Shadow Small Minister says it is “ridiculous” for the competition regulator to be asked to enforce price gouging under the carbon tax without clarity on how much prices are expected to rise.
“How there can be this decree that anything above a 0.7% price rise is gouging is ridiculous,” Billson says.
Under the tax, which is expected to be made law by the end of the year after passing the lower house yesterday, prices are tipped to rise by an average 0.7%.
Billson’s comments follow those by the Australian Competition and Consumer Commission chairman Rod Sims that the regulator has had “a few potential cases of people saying things that are just silly, and reports of taxi drivers adding a ‘carbon levy’.”
“If people are making claims that price rises have been caused by the carbon tax, they must be able to substantiate them,” Sims told the Herald Sun.
The ACCC, which has been allocated $12.8 million to police price gouging under the tax, did not elaborate this morning on the comments.
But CPA Australia has called on the ACCC to reveal details on pricing under the tax months before it is introduced next July, as happened when the goods and service tax was introduced.
“If you’re going to impose penalties for price gouging, then tell us what is not price gouging,” CPA Australia business policy adviser Gavan Ord has said. Penalties for gouging are as high as $1.1 million per breach.
Business groups have had a mixed response to the success of the legislation.
For the Australian Chamber of Commerce and Industry, it is proof that the minority Government is not working.
For the Australian Retailers’ Association, the tax “ultimately has no environmental benefit and will mean disastrous economic impacts for Australians retailers.”
But Westpac does not agree, saying earlier this month that accompanying tax and compensation changes might actually prove “mildly stimulatory” for households.

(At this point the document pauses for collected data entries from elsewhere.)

//! Registry für Live-Punkte laufender Gesten.
//!
//! Während eines Anker-Drags oder einer Formgeste werden Zwischenstände
//! nicht ins Dokument geschrieben (kein CoW-Klon pro Mausbewegung), sondern
//! hier abgelegt. Der Szenenaufbau bevorzugt Live-Punkte vor den
//! Dokument-Punkten. Die Einträge sind referenzgezählt: mehrere Abonnenten
//! (Geste plus Stil-Vorschau) können denselben Pfad halten.

use std::collections::HashMap;

struct Entry {
    points: Vec<f32>,
    refs: u32,
}

/// Referenzgezählte Live-Punkte pro Pfad-ID.
#[derive(Default)]
pub struct LivePointsRegistry {
    entries: HashMap<u64, Entry>,
}

impl LivePointsRegistry {
    pub fn new() -> Self {
        Self::default()
    }

    /// Meldet einen Abonnenten an. Beim ersten Abonnenten werden die
    /// Startpunkte übernommen, weitere erhöhen nur den Zähler.
    pub fn acquire(&mut self, path_id: u64, initial: &[f32]) {
        self.entries
            .entry(path_id)
            .and_modify(|e| e.refs += 1)
            .or_insert_with(|| Entry {
                points: initial.to_vec(),
                refs: 1,
            });
    }

    /// Aktualisiert die Live-Punkte. Ohne aktiven Eintrag ein No-op.
    pub fn set_points(&mut self, path_id: u64, points: Vec<f32>) -> bool {
        match self.entries.get_mut(&path_id) {
            Some(entry) => {
                entry.points = points;
                true
            }
            None => false,
        }
    }

    /// Live-Punkte eines Pfads, falls gerade eine Geste läuft.
    pub fn points_for(&self, path_id: u64) -> Option<&[f32]> {
        self.entries.get(&path_id).map(|e| e.points.as_slice())
    }

    /// Meldet einen Abonnenten ab; der letzte entfernt den Eintrag.
    pub fn release(&mut self, path_id: u64) {
        if let Some(entry) = self.entries.get_mut(&path_id) {
            entry.refs = entry.refs.saturating_sub(1);
            if entry.refs == 0 {
                self.entries.remove(&path_id);
            }
        }
    }

    /// Anzahl aktiver Einträge.
    pub fn len(&self) -> usize {
        self.entries.len()
    }

    pub fn is_empty(&self) -> bool {
        self.entries.is_empty()
    }

    /// Entfernt alle Einträge (Dokumentwechsel).
    pub fn clear(&mut self) {
        self.entries.clear();
    }
}

#[cfg(test)]
mod tests {
    use super::*;

    #[test]
    fn acquire_stores_initial_points() {
        let mut reg = LivePointsRegistry::new();
        reg.acquire(1, &[0.0, 0.0, 10.0, 10.0]);
        assert_eq!(reg.points_for(1), Some(&[0.0, 0.0, 10.0, 10.0][..]));
    }

    #[test]
    fn release_removes_entry_only_at_zero_refs() {
        let mut reg = LivePointsRegistry::new();
        reg.acquire(1, &[0.0, 0.0]);
        reg.acquire(1, &[9.0, 9.0]); // zweiter Abonnent, Punkte bleiben
        assert_eq!(reg.points_for(1), Some(&[0.0, 0.0][..]));

        reg.release(1);
        assert!(reg.points_for(1).is_some());
        reg.release(1);
        assert!(reg.points_for(1).is_none());
        assert!(reg.is_empty());
    }

    #[test]
    fn set_points_without_entry_is_noop() {
        let mut reg = LivePointsRegistry::new();
        assert!(!reg.set_points(5, vec![1.0, 2.0]));
        assert!(reg.points_for(5).is_none());
    }

    #[test]
    fn set_points_updates_live_state() {
        let mut reg = LivePointsRegistry::new();
        reg.acquire(2, &[0.0, 0.0]);
        assert!(reg.set_points(2, vec![5.0, 5.0]));
        assert_eq!(reg.points_for(2), Some(&[5.0, 5.0][..]));
    }
}
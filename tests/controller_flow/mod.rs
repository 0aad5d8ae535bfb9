pub mod support;

mod drawing;
mod editing;
mod export_flow;
mod file_io;
mod selection_flow;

The bank noted that while up to one-thirds of households will be worse off under the tax, the average price increase is estimated at just $9.90 per week, whereas the lower-income households who will be overcompensated “generally have a higher propensity to spend”.
“The compensation payments that will be delivered in 2012 Q2 (worth around $1.5 billion) would be the equivalent of 0.5% of GDP. If it is mostly spent, it will provide a boost to consumer spending in that quarter.”
The Government says nine out of 10 households will receive assistance through tax cuts.